O segundo aspecto é o caráter propriamente paródico do bolsonarismo, que fez com que ele optasse por parodiar o vírus, ao invés de enfrenta-lo. Bolsonaro, ele mesmo uma espécie de paródia fake de chefe de Estado, criou um jeito bizarro e assustador de parodiar o vírus. Paródia tanto no sentido de encarar a crise como uma piada, diminuindo a gravidade da situação e se comportando como uma criança birrenta, quanto no sentido de produzir uma imitação rebaixada do próprio vírus. Se o objetivo existencial de um vírus é multiplicar a si próprio indefinidamente até matar seu hospedeiro e continuar seu ciclo mortal, Bolsonaro decidiu atuar ele próprio como um vírus, assumindo diante da COVID sua já conhecida postura subserviente, covarde e mortal.

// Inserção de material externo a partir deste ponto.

#[cfg(test)]
mod tests {
    use expect_test::{expect, Expect};
    use indoc::indoc;

    use crate::ast::Module;
    use crate::resolve::{resolve, Resolved};

    fn resolve_source(source: &str) -> (Module, Resolved) {
        let module = crate::parse::parse(source).unwrap_or_else(|error| panic!("{error}"));
        let resolved = resolve(&module);
        (module, resolved)
    }

    fn check(source: &str, expected: Expect) {
        let (_, resolved) = resolve_source(source);
        expected.assert_eq(&resolved.diagnostics().to_string());
    }

    fn check_dump(source: &str, expected: Expect) {
        let (module, resolved) = resolve_source(source);
        assert!(resolved.is_valid(), "unexpected errors:\n{}", resolved.diagnostics());
        expected.assert_eq(&resolved.dump(&module));
    }

    #[test]
    fn folds_constants() {
        check_dump(
            indoc! {"
                const a = 1 + 2 * 3;
                const b = vec3(1, 2, 3).zy;
                const c = array(1.5, 2, 3)[1];
                const d = mat2x2(1.0, 2.0, 3.0, 4.0) * vec2(1.0, 0.0);
                const e: u32 = max(3u, 7);
                const f = -(1.0 / 4.0);
                const g = !(a > 5 && true);
                const h = vec2<f32>(2.0).y;
                const i = i32(2.9);
                const j = bitcast<u32>(-1i);
                struct S { x: i32, y: vec2<f32> }
                const k = S(1, vec2(2.0)).y.x;
            "},
            expect![[r#"
                const a: abstract-int = 7
                const b: vec2<abstract-int> = vec2<abstract-int>(3, 2)
                const c: abstract-float = 2
                const d: vec2<abstract-float> = vec2<abstract-float>(1, 2)
                const e: u32 = u32(7)
                const f: abstract-float = -0.25
                const g: bool = false
                const h: f32 = f32(2)
                const i: i32 = i32(2)
                const j: u32 = u32(4294967295)
                struct S (size 16, align 8)
                    @offset(0) x: i32
                    @offset(8) y: vec2<f32>
                const k: f32 = f32(2)
            "#]],
        );
    }

    #[test]
    fn evaluation_errors() {
        check(
            indoc! {"
                const a = 9223372036854775807 + 1;
                const b = 1 / 0;
                const c = sqrt(-1.0);
                const d = vec3(1, 2, 3)[3];
                const e = u32(-1.5);
            "},
            expect![[r#"
                1:11 error: '9223372036854775807 + 1' cannot be represented as 'abstract-int'
                2:11 error: integer division by zero is invalid
                3:11 error: sqrt must be called with a value >= 0
                4:25 error: index 3 out of bounds [0..2]
                5:11 error: value -1.5 cannot be represented as 'u32'"#]],
        );
    }

    #[test]
    fn concrete_float_conversions_saturate() {
        check_dump(
            indoc! {"
                const a = i32(1e10f);
                const b = u32(-2.5f);
                const c = u32(5e9f);
                const d = vec2<i32>(vec2(-3e9f, 1.5f));
            "},
            expect![[r#"
                const a: i32 = i32(2147483647)
                const b: u32 = u32(0)
                const c: u32 = u32(4294967295)
                const d: vec2<i32> = vec2<i32>(-2147483648, 1)
            "#]],
        );
    }

    #[test]
    fn unresolved_names() {
        check(
            indoc! {"
                fn f() {
                    let a = b;
                    let c: T = 1;
                    let d = g();
                }
            "},
            expect![[r#"
                2:13 error: unresolved identifier 'b'
                3:12 error: unresolved type 'T'
                4:13 error: unresolved call target 'g'"#]],
        );
    }

    #[test]
    fn wrong_kind_of_name() {
        check(
            indoc! {"
                struct S { x: f32 }
                fn g() {}
                fn f() {
                    let a = S;
                    let b = g;
                    let v = 1;
                    let c = v();
                    let d: v = 1;
                }
            "},
            expect![[r#"
                4:13 error: cannot use type 'S' as value
                5:13 error: cannot use function 'g' as value
                2:4 note: function 'g' declared here
                7:13 error: cannot call variable 'v'
                6:9 note: 'v' declared here
                8:12 error: 'v' is not a type
                6:9 note: 'v' declared here"#]],
        );
    }

    #[test]
    fn operators() {
        check(
            indoc! {"
                fn f() {
                    let a = 1 + true;
                    let b = vec2(1.0) * vec3(1.0);
                    let c = -true;
                    let d = 1u << 32u;
                }
            "},
            expect![[r#"
                2:13 error: no matching overload for operator + (abstract-int, bool)
                3:13 error: no matching overload for operator * (vec2<abstract-float>, vec3<abstract-float>)
                4:13 error: no matching overload for operator - (bool)
                5:13 error: shift left value must be less than the bit width of the lhs, which is 32"#]],
        );
    }

    #[test]
    fn swizzles() {
        check(
            indoc! {"
                fn f() {
                    var v = vec3(1.0, 2.0, 3.0);
                    let a = v.xq;
                    let b = v.xg;
                    let c = v.w;
                    let d = v.xyzxy;
                    let e = &v.x;
                    let ok: vec2<f32> = v.zx;
                }
            "},
            expect![[r#"
                3:15 error: invalid vector swizzle character
                4:15 error: invalid mixing of vector swizzle characters rgba with xyzw
                5:15 error: invalid vector swizzle member
                6:15 error: invalid vector swizzle size
                7:13 error: cannot take the address of a vector component"#]],
        );
    }

    #[test]
    fn references_and_pointers() {
        let (module, resolved) = resolve_source(indoc! {"
            struct S { a: array<vec4<f32>, 4> }
            @group(0) @binding(0) var<storage, read_write> buffer: S;
            fn f() {
                let p = &buffer.a[1];
                let x = (*p).y;
                let y = p[2];
            }
        "});
        assert!(resolved.is_valid(), "{}", resolved.diagnostics());
        let types = resolved.types();
        let buffer = module.vars.iter().find(|(_, var)| module.name(var.name) == "buffer").unwrap().0;
        let display: Vec<_> = module
            .vars
            .iter()
            .filter(|(_, var)| var.kind == crate::ast::VariableKind::Let)
            .map(|(id, var)| {
                let init = var.initializer.unwrap();
                assert_eq!(resolved.source_variable_of(init), Some(buffer));
                format!("{} {}", module.name(var.name), types.display(resolved.variable(id).unwrap().ty))
            })
            .collect();
        expect![[r#"
            [
                "p ptr<storage, vec4<f32>, read_write>",
                "x f32",
                "y f32",
            ]
        "#]]
        .assert_debug_eq(&display);
    }

    #[test]
    fn constructors() {
        check(
            indoc! {"
                struct S { a: i32, b: f32 }
                fn f() {
                    let a = vec3<f32>(1.0, 2.0);
                    let b = array<i32, 2>(1, 2, 3);
                    let c = S(1);
                    let d = S(1, true);
                    let e = array(1, true);
                }
            "},
            expect![[r#"
                3:13 error: no matching constructor for vec3<f32>(abstract-float, abstract-float)
                4:13 error: array constructor has too many elements: expected 2, found 3
                5:13 error: structure constructor has too few inputs: expected 2, found 1
                6:18 error: type in structure constructor does not match struct member type: expected 'f32', found 'bool'
                7:13 error: cannot infer common array element type from initializer arguments
                7:19 note: argument 0 is of type 'abstract-int'
                7:22 note: argument 1 is of type 'bool'"#]],
        );
    }

    #[test]
    fn type_expressions() {
        check(
            indoc! {"
                alias A = vec3<bool>;
                alias B = mat2x2<i32>;
                alias C = array<texture_2d<f32>, 2>;
                alias D = atomic<f32>;
                alias E = ptr<private, i32, read>;
                alias F = vec2h;
                alias G = array<f32, 0>;
            "},
            expect![[r#"
                2:18 error: matrix element type must be 'f32' or 'f16'
                3:17 error: 'texture_2d<f32>' cannot be used as an element type of an array
                4:18 error: atomic only supports i32 or u32 types
                5:29 error: only pointers in <storage> address space may specify an access mode
                6:11 error: f16 type used without 'f16' extension enabled
                7:22 error: array count (0) must be greater than 0"#]],
        );
    }

    #[test]
    fn override_sized_arrays() {
        check(
            indoc! {"
                override n: u32 = 4;
                var<workgroup> a: array<f32, n>;
                var<workgroup> b: array<f32, n * 2>;
                fn f() {
                    let x = 3u;
                    var c: array<f32, x>;
                }
            "},
            expect![[r#"
                3:30 error: array count must evaluate to a constant integer expression or override variable
                6:23 error: array count requires an override-expression, but expression is a runtime-expression"#]],
        );
    }

    #[test]
    fn builtin_calls() {
        check(
            indoc! {"
                fn f() {
                    let a = clamp(1, 2.0, 3u);
                    let b = dot(vec2(1.0), vec3(1.0));
                    let c = bitcast<f32>(1.0h);
                }
            "},
            expect![[r#"
                2:13 error: no matching call to 'clamp(abstract-int, abstract-float, u32)'
                3:13 error: no matching call to 'dot(vec2<abstract-float>, vec3<abstract-float>)'
                4:26 error: f16 literal used without 'f16' extension enabled"#]],
        );
    }

    #[test]
    fn expression_depth_limit() {
        let source = format!("const a = {}1{};", "-(".repeat(600), ")".repeat(600));
        let text = std::thread::Builder::new()
            .stack_size(256 << 20)
            .spawn(move || resolve_source(&source).1.diagnostics().to_string())
            .unwrap()
            .join()
            .unwrap();
        assert_eq!(text.matches("reached max expression depth of 512").count(), 1, "{text}");
    }
}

Um terceiro aspecto fundamental para se compreender o sucesso do bolsonarismo em radicalizar a política de morte do país é a matriz escravista brasileira, que nos educou enquanto sociedade para a indiferença total diante da dor do outro – além, é claro, do sadismo próprio às classes proprietárias. É sempre bom lembrar que o fascismo brasileiro tem uma matriz colonial que se mantém a partir da produção contínua e crescente de vidas precárias marcadas para a morte, por conta da tecnologia do racismo estrutural forjada com o fim da escravidão. Ou seja, Bolsonaro só fez reduplicar, de forma despudorada, a vocação genocida do país, confirmando a tese de que o vírus nada mais é do que a expressão condensada daquilo que nós somos. No caso, uma máquina de extermínio da população preta e pobre do país. Eis, portanto, a grandiosa contribuição brasileira para o mundo: indiferença absoluta diante da morte, sentimento generalizado de salve-se quem puder, um Estado criminoso que se dirige contra os mais pobres em benefício do topo da pirâmide, e uma barbárie progressiva que emerge da certeza de que algumas vidas simplesmente não tem o direito de existir. Diante de tudo isso é perfeitamente possível dizer – já que vivemos uma espécie de inferno kafkiano filmado pelo Zé do Caixão – que enquanto a escravidão fizer parte do DNA da sociedade brasileira, existe esperança, esperança infinita. Mas não para nós.